June 11: SMN expands its documents probe to the Department of Social Services, requesting all correspondence regarding "the disposal of DSS records and hazardous materials at the stump dump." You couldn't make that sentence up if you were on drugs.

Lottie Barker's manager contract was up back in February, but the county extended it to allow a landing strip for a new manager. She's been accused of frequent absences from public meetings. A group of citizens, joined by a single commissioner, have alleged secret cover-ups and general malfeasance and put Lottie Barker at the center of it.

 

Thursday, June 25, 2026

Veto Overrides Never Tasted Sweeter

 

Purges are commonplace in politics. So is revenge.

Back in March, two Democratic NC House members, Carla Cunningham and Shelly Willingham, were primaried for being problems for the Party. Their local parties turned against them. The state Democratic Party punished them. The governor especially wanted Carla Cunningham gone and publicly endorsed her opponent. Thus were both Cunningham and Willingham (and two others) purged in the March primaries. Both Cunningham and Willingham quickly changed their registrations from Democrat to Unaffiliated, and they've begun to take blood.

They still had a whole legislative session yet to serve, and about the first thing put to the House was veto overrides of two more bills that had originated in Phil Berger's Senate:

Two combined  bills: S 227 bans efforts at diversity, equity, and inclusion in the public school system.
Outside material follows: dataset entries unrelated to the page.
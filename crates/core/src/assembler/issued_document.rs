//! Issued document requests
//!
//! Form values arrive in the host's grouped shape (`entity.entityDetails`,
//! `itemsList.item[]` with `vat.vatDetails`, `paymentsList.payment[]` with
//! `payment_terms.termsDetails`) and are flattened into the vendor's
//! document body.

use ficbridge_domain::constants::LIST_DOCUMENT_TYPE;
use ficbridge_domain::{
    BridgeError, DocumentItem, DocumentType, Entity, FieldGroup, FieldSpec, IssuedDocumentDraft,
    Payment, PaymentTerms, Result, Vat,
};
use serde::de::DeserializeOwned;
use serde_json::{Map, Value};

use super::reader::unwrap_nested;
use super::{
    format_date, list_completion, normalize_date, request_body, unknown_operation,
    AssemblyContext, FieldReader,
};
use crate::calls::{ApiCall, CallPlan, Completion};
use crate::resources::{Operation, ResourceKind};

const PAYMENT_DATE_KEYS: &[&str] = &["due_date", "paid_date"];

#[derive(Debug, Clone, Copy, PartialEq, Eq)]
enum Mode {
    Create,
    Update,
}

impl Mode {
    const fn verb(self) -> &'static str {
        match self {
            Self::Create => "create",
            Self::Update => "update",
        }
    }
}

pub(super) fn plan(op: Operation, reader: &FieldReader<'_>, ctx: &AssemblyContext) -> Result<CallPlan> {
    let company_id = reader.required_integer("companyId")?;

    match op {
        Operation::Create => {
            let body = draft_body(Mode::Create, reader, ctx)?;
            Ok(CallPlan::passthrough(ApiCall::CreateIssuedDocument { company_id, body }))
        }
        Operation::Get => {
            let document_id = reader.required_integer("documentId")?;
            Ok(CallPlan::passthrough(ApiCall::GetIssuedDocument { company_id, document_id }))
        }
        Operation::GetAll => Ok(CallPlan::remote(
            ApiCall::ListIssuedDocuments { company_id, document_type: LIST_DOCUMENT_TYPE },
            list_completion(reader, ctx)?,
        )),
        Operation::Update => {
            let document_id = reader.required_integer("documentId")?;
            let body = draft_body(Mode::Update, reader, ctx)?;
            Ok(CallPlan::passthrough(ApiCall::ModifyIssuedDocument { company_id, document_id, body }))
        }
        Operation::Delete => {
            let document_id = reader.required_integer("documentId")?;
            Ok(CallPlan::remote(
                ApiCall::DeleteIssuedDocument { company_id, document_id },
                Completion::Deleted { id: document_id },
            ))
        }
        other => Err(unknown_operation(ResourceKind::IssuedDocument, other.as_str())),
    }
}

fn draft_body(mode: Mode, reader: &FieldReader<'_>, ctx: &AssemblyContext) -> Result<Value> {
    let entity = entity(mode, reader)?;

    let date = match reader.string("date")?.filter(|raw| !raw.trim().is_empty()) {
        Some(raw) => Some(normalize_date("date", &raw)?),
        None if mode == Mode::Create => Some(format_date(ctx.today)),
        None => None,
    };

    let document_type = match mode {
        Mode::Create => Some(reader.choice::<DocumentType>("documentType")?.unwrap_or_default()),
        Mode::Update => None,
    };

    let draft = IssuedDocumentDraft {
        document_type,
        entity,
        date,
        number: reader.integer("number")?,
        subject: reader.string("subject")?.unwrap_or_default(),
        items_list: items(reader)?,
        payments_list: payments(reader)?,
    };

    request_body(&draft, reader.collection("additionalFields")?)
}

fn entity(mode: Mode, reader: &FieldReader<'_>) -> Result<Entity> {
    let entity = match reader.nested_group("entity")? {
        Some(members) => record::<Entity>("entity", members)?,
        None => Entity::default(),
    };

    if entity.has_name() {
        Ok(entity)
    } else {
        Err(BridgeError::Validation(format!(
            "Entity (Client) name is required to {} an issued document. Please fill in the \
             client name in the Entity section.",
            mode.verb()
        )))
    }
}

fn items(reader: &FieldReader<'_>) -> Result<Vec<DocumentItem>> {
    let vat_group = member_group(reader, "itemsList", "vat")?;

    reader
        .repeated_group("itemsList")?
        .into_iter()
        .map(|mut members| {
            let vat = match members.remove("vat") {
                Some(value) => match unwrap_nested("vat", vat_group, &value)? {
                    Some(details) => record::<Vat>("vat", details)?,
                    None => Vat::default(),
                },
                None => Vat::default(),
            };
            members.insert("vat".to_string(), to_member(&vat)?);
            record::<DocumentItem>("itemsList", members)
        })
        .collect()
}

fn payments(reader: &FieldReader<'_>) -> Result<Vec<Payment>> {
    let terms_group = member_group(reader, "paymentsList", "payment_terms")?;

    reader
        .repeated_group("paymentsList")?
        .into_iter()
        .map(|mut members| {
            let terms = match members.remove("payment_terms") {
                Some(value) => match unwrap_nested("payment_terms", terms_group, &value)? {
                    Some(details) => record::<PaymentTerms>("payment_terms", details)?,
                    None => PaymentTerms::default(),
                },
                None => PaymentTerms::default(),
            };
            members.insert("payment_terms".to_string(), to_member(&terms)?);

            for key in PAYMENT_DATE_KEYS {
                normalize_member_date(&mut members, key)?;
            }
            record::<Payment>("paymentsList", members)
        })
        .collect()
}

fn normalize_member_date(members: &mut Map<String, Value>, key: &str) -> Result<()> {
    let Some(Value::String(raw)) = members.get(key) else {
        return Ok(());
    };

    if raw.trim().is_empty() {
        members.remove(key);
    } else {
        let normalized = normalize_date(key, raw)?;
        members.insert(key.to_string(), Value::String(normalized));
    }
    Ok(())
}

/// Group declared on a member of a repeated group, e.g. an item's VAT.
fn member_group<'a>(reader: &FieldReader<'a>, key: &str, member: &str) -> Result<&'a FieldGroup> {
    reader
        .group(key)?
        .field(member)
        .and_then(FieldSpec::group)
        .ok_or_else(|| BridgeError::Internal(format!("Field '{key}.{member}' is not a group")))
}

fn record<T: DeserializeOwned>(key: &str, members: Map<String, Value>) -> Result<T> {
    serde_json::from_value(Value::Object(members))
        .map_err(|err| BridgeError::Validation(format!("Field '{key}' is invalid: {err}")))
}

fn to_member<T: serde::Serialize>(record: &T) -> Result<Value> {
    serde_json::to_value(record)
        .map_err(|err| BridgeError::Internal(format!("Failed to serialize request: {err}")))
}
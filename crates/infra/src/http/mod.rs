//! HTTP transport

pub mod client;

pub use client::{HttpClient, HttpClientBuilder};
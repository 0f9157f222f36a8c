//! Mapping of non-success API responses

use ficbridge_domain::{ApiFailure, BridgeError};
use reqwest::StatusCode;
use serde_json::Value;

/// Build the domain error for a non-2xx response.
///
/// The body is kept as parsed JSON when it parses, otherwise as the raw
/// text; an empty body is dropped.
pub fn status_error(status: StatusCode, body: &str) -> BridgeError {
    let status_text = status.canonical_reason().map(str::to_string);
    BridgeError::ExternalApi(ApiFailure::from_status(status.as_u16(), status_text, parse_body(body)))
}

/// Response body as JSON; `None` when empty, a JSON string when not JSON.
pub fn parse_body(body: &str) -> Option<Value> {
    if body.trim().is_empty() {
        return None;
    }

    Some(serde_json::from_str(body).unwrap_or_else(|_| Value::String(body.to_string())))
}

#[cfg(test)]
mod tests {
    use serde_json::json;

    use super::*;

    fn failure(error: BridgeError) -> ApiFailure {
        match error {
            BridgeError::ExternalApi(failure) => failure,
            other => panic!("expected external API error, got {other:?}"),
        }
    }

    #[test]
    fn keeps_json_body_and_reason() {
        let body = r#"{"error":{"message":"Invalid data","validation_result":{"entity.name":"required"}}}"#;
        let failure = failure(status_error(StatusCode::UNPROCESSABLE_ENTITY, body));

        assert_eq!(failure.status, Some(422));
        assert_eq!(failure.status_text.as_deref(), Some("Unprocessable Entity"));
        assert_eq!(failure.message, "Request failed with status code 422");
        assert_eq!(
            failure.data,
            Some(json!({
                "error": { "message": "Invalid data", "validation_result": { "entity.name": "required" } }
            }))
        );
        assert_eq!(failure.most_specific_message(), r#"{"entity.name":"required"}"#);
    }

    #[test]
    fn plain_text_body_is_kept_as_string() {
        let failure = failure(status_error(StatusCode::BAD_GATEWAY, "upstream unavailable"));

        assert_eq!(failure.data, Some(json!("upstream unavailable")));
        assert_eq!(failure.most_specific_message(), "Request failed with status code 502");
    }

    #[test]
    fn empty_body_is_dropped() {
        let failure = failure(status_error(StatusCode::UNAUTHORIZED, "  "));

        assert_eq!(failure.data, None);
        assert_eq!(failure.status_text.as_deref(), Some("Unauthorized"));
    }
}
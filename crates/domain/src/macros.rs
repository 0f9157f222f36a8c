//! Macro for implementing Display and FromStr for wire-named enums
//!
//! Fatture in Cloud and the host both exchange enum values as fixed strings
//! (`"getAll"`, `"credit_note"`, `"end_of_month"`). The macro keeps the enum
//! and its wire spelling in one table and derives `as_str`, `ALL`, `Display`
//! and `FromStr` from it.
//!
//! # Example
//!
//! ```rust
//! use ficbridge_domain::impl_wire_name_conversions;
//!
//! #[derive(Debug, Clone, Copy, PartialEq, Eq)]
//! pub enum Direction {
//!     Inbound,
//!     Outbound,
//! }
//!
//! impl_wire_name_conversions!(Direction {
//!     Inbound => "inbound",
//!     Outbound => "outbound",
//! });
//!
//! assert_eq!(Direction::Inbound.as_str(), "inbound");
//! assert_eq!("outbound".parse::<Direction>(), Ok(Direction::Outbound));
//! ```

/// Implements `as_str`, `ALL`, Display and FromStr for wire-named enums
///
/// Parsing is exact: wire names are case-sensitive (`getAll` is not
/// `getall`). The error carries the enum name and the rejected input.
#[macro_export]
macro_rules! impl_wire_name_conversions {
    ($enum_name:ident { $($variant:ident => $str:expr),+ $(,)? }) => {
        impl $enum_name {
            /// Every variant in declaration order.
            pub const ALL: &'static [$enum_name] = &[$(Self::$variant),+];

            /// Wire spelling of this variant.
            pub const fn as_str(&self) -> &'static str {
                match self {
                    $(Self::$variant => $str,)+
                }
            }
        }

        impl std::fmt::Display for $enum_name {
            fn fmt(&self, f: &mut std::fmt::Formatter<'_>) -> std::fmt::Result {
                f.write_str(self.as_str())
            }
        }

        impl std::str::FromStr for $enum_name {
            type Err = String;

            fn from_str(s: &str) -> Result<Self, Self::Err> {
                match s {
                    $($str => Ok(Self::$variant),)+
                    _ => Err(format!("Invalid {}: {}", stringify!($enum_name), s)),
                }
            }
        }
    };
}

#[cfg(test)]
mod tests {
    use std::str::FromStr;

    #[derive(Debug, Clone, Copy, PartialEq, Eq)]
    enum TestAction {
        GetAll,
        ListCompanies,
        Delete,
    }

    impl_wire_name_conversions!(TestAction {
        GetAll => "getAll",
        ListCompanies => "listCompanies",
        Delete => "delete",
    });

    #[test]
    fn test_display_uses_wire_name() {
        assert_eq!(TestAction::GetAll.to_string(), "getAll");
        assert_eq!(TestAction::ListCompanies.to_string(), "listCompanies");
        assert_eq!(TestAction::Delete.as_str(), "delete");
    }

    #[test]
    fn test_fromstr_exact_match() {
        assert_eq!(TestAction::from_str("getAll").unwrap(), TestAction::GetAll);
        assert_eq!(TestAction::from_str("delete").unwrap(), TestAction::Delete);
    }

    #[test]
    fn test_fromstr_is_case_sensitive() {
        let result = TestAction::from_str("getall");
        assert!(result.is_err());
        assert!(result.unwrap_err().contains("Invalid TestAction: getall"));
    }

    #[test]
    fn test_all_preserves_declaration_order() {
        assert_eq!(
            TestAction::ALL,
            &[TestAction::GetAll, TestAction::ListCompanies, TestAction::Delete]
        );
    }
}
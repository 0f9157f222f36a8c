//! Domain types and models

pub mod credentials;
pub mod documents;
pub mod execution;
pub mod schema;

pub use credentials::AccessToken;
pub use documents::{
    DocumentItem, DocumentType, Entity, IssuedDocumentDraft, PartyDraft, PartyType, Payment,
    PaymentStatus, PaymentTerms, PaymentTermsType, PlanUsageCategory, Vat,
};
pub use execution::{
    BatchReport, BatchRequest, ErrorDetail, ExecutionItem, FailurePolicy, FieldValues,
    ResultEnvelope,
};
pub use schema::{
    DisplayCondition, FieldGroup, FieldKind, FieldSpec, OperationDescriptor, OptionValue,
    ResourceDescriptor,
};
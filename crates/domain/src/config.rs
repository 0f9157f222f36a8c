//! Configuration structures

use serde::{Deserialize, Serialize};

use crate::constants::{
    DEFAULT_API_BASE_URL, DEFAULT_HTTP_TIMEOUT_SECS, DEFAULT_LIST_LIMIT, DEFAULT_USER_AGENT,
};
use crate::types::FailurePolicy;

/// Top-level bridge configuration
#[derive(Debug, Clone, Default, PartialEq, Serialize, Deserialize)]
#[serde(default)]
pub struct Config {
    pub api: ApiConfig,
    pub logging: LoggingConfig,
    pub execution: ExecutionConfig,
}

/// Outbound Fatture in Cloud API settings
#[derive(Debug, Clone, PartialEq, Serialize, Deserialize)]
#[serde(default)]
pub struct ApiConfig {
    pub base_url: String,
    pub timeout_secs: u64,
    pub user_agent: String,
}

impl Default for ApiConfig {
    fn default() -> Self {
        Self {
            base_url: DEFAULT_API_BASE_URL.to_string(),
            timeout_secs: DEFAULT_HTTP_TIMEOUT_SECS,
            user_agent: DEFAULT_USER_AGENT.to_string(),
        }
    }
}

/// Tracing subscriber settings
#[derive(Debug, Clone, PartialEq, Serialize, Deserialize)]
#[serde(default)]
pub struct LoggingConfig {
    /// Filter directive (e.g. `info`, `ficbridge_core=debug`). `RUST_LOG`
    /// takes precedence when set.
    pub level: String,
    /// Emit JSON lines instead of human-readable output.
    pub json: bool,
}

impl Default for LoggingConfig {
    fn default() -> Self {
        Self { level: "info".to_string(), json: false }
    }
}

/// Batch execution defaults applied when a batch does not say otherwise
#[derive(Debug, Clone, PartialEq, Serialize, Deserialize)]
#[serde(default)]
pub struct ExecutionConfig {
    pub failure_policy: FailurePolicy,
    pub default_limit: usize,
}

impl Default for ExecutionConfig {
    fn default() -> Self {
        Self { failure_policy: FailurePolicy::default(), default_limit: DEFAULT_LIST_LIMIT }
    }
}
//! Conversions from external infrastructure errors into domain errors.

use ficbridge_domain::BridgeError;
use reqwest::Error as HttpError;
use serde_json::Error as JsonError;
use std::io::Error as IoError;
use toml::de::Error as TomlError;

/// Error newtype that keeps conversions on the infrastructure side and can be
/// converted back into the domain error.
#[derive(Debug)]
pub struct InfraError(pub BridgeError);

impl From<InfraError> for BridgeError {
    fn from(value: InfraError) -> Self {
        value.0
    }
}

impl From<BridgeError> for InfraError {
    fn from(value: BridgeError) -> Self {
        InfraError(value)
    }
}

/// Extension trait to make the conversion logic explicit in tests and within
/// this module.
trait IntoBridgeError {
    fn into_bridge(self) -> BridgeError;
}

/* -------------------------------------------------------------------------- */
/* reqwest::Error → BridgeError */
/* -------------------------------------------------------------------------- */

impl IntoBridgeError for HttpError {
    fn into_bridge(self) -> BridgeError {
        if self.is_timeout() {
            return BridgeError::Network("HTTP request timed out".into());
        }

        if self.is_connect() {
            return BridgeError::Network("HTTP connection failure".into());
        }

        if self.is_builder() {
            return BridgeError::Config(format!("invalid HTTP request: {self}"));
        }

        if self.is_decode() {
            return BridgeError::Network(format!("failed to decode HTTP response: {self}"));
        }

        BridgeError::Network(self.to_string())
    }
}

impl From<HttpError> for InfraError {
    fn from(value: HttpError) -> Self {
        InfraError(value.into_bridge())
    }
}

/* -------------------------------------------------------------------------- */
/* std::io::Error → BridgeError */
/* -------------------------------------------------------------------------- */

impl IntoBridgeError for IoError {
    fn into_bridge(self) -> BridgeError {
        use std::io::ErrorKind;

        match self.kind() {
            ErrorKind::NotFound => BridgeError::Config(format!("file not found: {self}")),
            ErrorKind::PermissionDenied => {
                BridgeError::Config(format!("permission denied: {self}"))
            }
            _ => BridgeError::Internal(format!("I/O failure: {self}")),
        }
    }
}

impl From<IoError> for InfraError {
    fn from(value: IoError) -> Self {
        InfraError(value.into_bridge())
    }
}

/* -------------------------------------------------------------------------- */
/* serde_json / toml → BridgeError */
/* -------------------------------------------------------------------------- */

impl IntoBridgeError for JsonError {
    fn into_bridge(self) -> BridgeError {
        BridgeError::Config(format!("Invalid JSON format: {self}"))
    }
}

impl From<JsonError> for InfraError {
    fn from(value: JsonError) -> Self {
        InfraError(value.into_bridge())
    }
}

impl IntoBridgeError for TomlError {
    fn into_bridge(self) -> BridgeError {
        BridgeError::Config(format!("Invalid TOML format: {self}"))
    }
}

impl From<TomlError> for InfraError {
    fn from(value: TomlError) -> Self {
        InfraError(value.into_bridge())
    }
}
//! Integration tests for configuration loader
//!
//! Tests the end-to-end behavior of loading configuration from files.

use std::io::Write;

use ficbridge_domain::constants::{DEFAULT_API_BASE_URL, DEFAULT_USER_AGENT};
use ficbridge_domain::FailurePolicy;
use ficbridge_infra::config;

fn write_config(dir: &tempfile::TempDir, name: &str, contents: &str) -> std::path::PathBuf {
    let path = dir.path().join(name);
    let mut file = std::fs::File::create(&path).expect("Failed to create config file");
    file.write_all(contents.as_bytes()).expect("Failed to write config file");
    path
}

#[test]
fn test_load_config_from_json_file() {
    let dir = tempfile::tempdir().expect("Failed to create temp dir");
    let path = write_config(
        &dir,
        "ficbridge.json",
        r#"{
            "api": {
                "base_url": "https://sandbox.example.test",
                "timeout_secs": 15,
                "user_agent": "integration/1.0"
            },
            "logging": { "level": "debug", "json": true },
            "execution": { "failure_policy": "continue", "default_limit": 25 }
        }"#,
    );

    let config = config::load_from_file(Some(path)).expect("Failed to load config from JSON file");

    assert_eq!(config.api.base_url, "https://sandbox.example.test");
    assert_eq!(config.api.timeout_secs, 15);
    assert_eq!(config.api.user_agent, "integration/1.0");
    assert_eq!(config.logging.level, "debug");
    assert!(config.logging.json);
    assert_eq!(config.execution.failure_policy, FailurePolicy::Continue);
    assert_eq!(config.execution.default_limit, 25);
}

#[test]
fn test_load_config_with_minimal_fields() {
    let dir = tempfile::tempdir().expect("Failed to create temp dir");
    let path = write_config(&dir, "config.toml", "[logging]\nlevel = \"warn\"\n");

    let config = config::load_from_file(Some(path)).expect("Failed to load minimal config");

    assert_eq!(config.logging.level, "warn");
    assert_eq!(config.api.base_url, DEFAULT_API_BASE_URL);
    assert_eq!(config.api.user_agent, DEFAULT_USER_AGENT);
    assert_eq!(config.execution.failure_policy, FailurePolicy::FailFast);
}

#[test]
fn test_load_config_rejects_zero_timeout() {
    let dir = tempfile::tempdir().expect("Failed to create temp dir");
    let path = write_config(&dir, "ficbridge.toml", "[api]\ntimeout_secs = 0\n");

    let result = config::load_from_file(Some(path));

    assert!(result.is_err(), "A zero timeout should be rejected");
}

#[test]
fn test_load_config_rejects_unknown_policy() {
    let dir = tempfile::tempdir().expect("Failed to create temp dir");
    let path = write_config(
        &dir,
        "ficbridge.json",
        r#"{ "execution": { "failure_policy": "sometimes" } }"#,
    );

    let result = config::load_from_file(Some(path));

    assert!(result.is_err(), "An unknown failure policy should be rejected");
}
S 558 bans efforts at diversity, equity, and inclusion in the university system.

S 153 requires that everybody, from local law enforcement to public school employees, must be nice to ICE, must participate in assisting the deportation of people that ICE picks, and any entities deemed not in compliance would lose their governmental immunity, allowing private citizens to sue them.

In the veto overrides yesterday in Raleigh, Cunningham and Willingham helped the Republican majority just by being absent. WRAL reported that although the two House members had been present for morning committee meetings, they were not present in the House chamber when the override votes happened, thus decreasing total attendance from 120 to 118. For the override, they need a three-fifths (60%) majority of those present and voting. Yesterday, the vote on each override was 71-47.  If everybody's there, they'd need 72 votes. Absence made the heart grow fonder.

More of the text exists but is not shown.